All the mail mirrored from lore.kernel.org
 help / color / mirror / Atom feed
From: Ian Campbell <ian.campbell@citrix.com>
To: Stefano Stabellini <stefano.stabellini@eu.citrix.com>
Cc: Wei Liu <wei.liu2@citrix.com>,
	George Dunlap <george.dunlap@eu.citrix.com>,
	Andrew Cooper <andrew.cooper3@citrix.com>,
	Ian Jackson <Ian.Jackson@eu.citrix.com>,
	dslutz@verizon.com, xen-devel@lists.xen.org
Subject: Re: QEMU bumping memory bug analysis
Date: Mon, 8 Jun 2015 14:52:27 +0100	[thread overview]
Message-ID: <1433771547.7108.505.camel@citrix.com> (raw)

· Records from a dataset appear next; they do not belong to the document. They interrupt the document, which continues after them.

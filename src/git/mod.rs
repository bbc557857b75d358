//! Git metadata queries
//!
//! This module provides a trait-based abstraction over the read-only git
//! queries gbrowse needs, allowing the ref resolution and url assembly to run
//! against a real git executable or against an in-memory mock.
//!
//! # Overview
//!
//! - [command::GitCommand]: runs the configured git executable
//! - [mock::MockGit]: canned answers for tests
//!
//! Every query returns the trimmed standard output of the corresponding git
//! invocation. Failures carry the command line and the raw stderr.

pub mod command;
pub mod mock;

pub use command::GitCommand;
pub use mock::MockGit;

use crate::error::Result;

/// Read-only git metadata queries
///
/// ## Implementations
///
/// - [GitCommand](command::GitCommand): spawns `git` (or `GBROWSE_GIT`)
/// - [MockGit](mock::MockGit): test double
pub trait GitClient: Send + Sync {
    /// Default branch of `origin`, parsed from `git remote show origin`
    fn default_branch(&self) -> Result<String>;

    /// Url of `origin` as configured, e.g. `git@github.com:o/r.git`
    fn remote_origin_url(&self) -> Result<String>;

    /// Abbreviated name of the current ref; `HEAD` when detached
    fn head_object_name(&self) -> Result<String>;

    /// Path of the working directory relative to the repository root
    ///
    /// Empty at the root, otherwise ends with `/`.
    fn show_prefix(&self) -> Result<String>;

    /// Repository-relative name of `path`
    fn relative_path(&self, path: &str) -> Result<String>;

    /// Nearest reachable tag
    fn describe_tag(&self) -> Result<String>;

    /// Current branch name; empty when detached
    fn show_current(&self) -> Result<String>;

    /// Full hash of the current commit
    fn commit_hash(&self) -> Result<String>;
}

In-Reply-To: <alpine.DEB.2.02.1506081338480.19838@kaball.uk.xensource.com>

On Mon, 2015-06-08 at 14:22 +0100, Stefano Stabellini wrote:
> On Mon, 8 Jun 2015, Ian Campbell wrote:
> > On Mon, 2015-06-08 at 12:40 +0100, Stefano Stabellini wrote:
> > 
> > > > > I disagree that libxl should be the arbitrator of a property that is
> > > > > stored, maintained and enforced by Xen. Xen should be the arbitrator.
> > > > 
> > > > That's not what "arbitrator" means, an arbitrator decides what the value
> > > > should be, but that doesn't necessarily imply that it either stores,
> > > > maintains nor enforces that value. 
> > > 
> > > The way you describe it, it looks like some kind of host wide memory
> > > policy manager,
> > 
> > Not necessarily.
> > 
> > We need to make a distinction between the entity which enforces
> > maxpages, that (or those) which decide on what maxpages should be and
> > tells Xen.
> > 
> > Xen is the enforcer. It is also therefore by necessity the holder of the
> > canonical value for the maxpages, since it has to be.
> > 
> > Xen cannot be the second, it simply doesn't have the necessary
> > information to make a decision about a domain's memory limit, it just
> > blindly does whatever it is told by the last thing to tell it something.
> > 
> > There are lots of ways the desired value of maxpages can be decided on,
> > given a bunch of entities all with some level of responsibility for the
> > maxpages of a given domain:
> > 
> >      1. One single entity which decides on the limit and tells Xen. I
> >         think this is the xapi model (not squeezed/balloond, they just
> >         ask xapi to do things AFAIK, so are a red-herring). The unwary
> >         might think "libxl" was in this category, but it isn't since it
> >         is in fact multiple instances of the library.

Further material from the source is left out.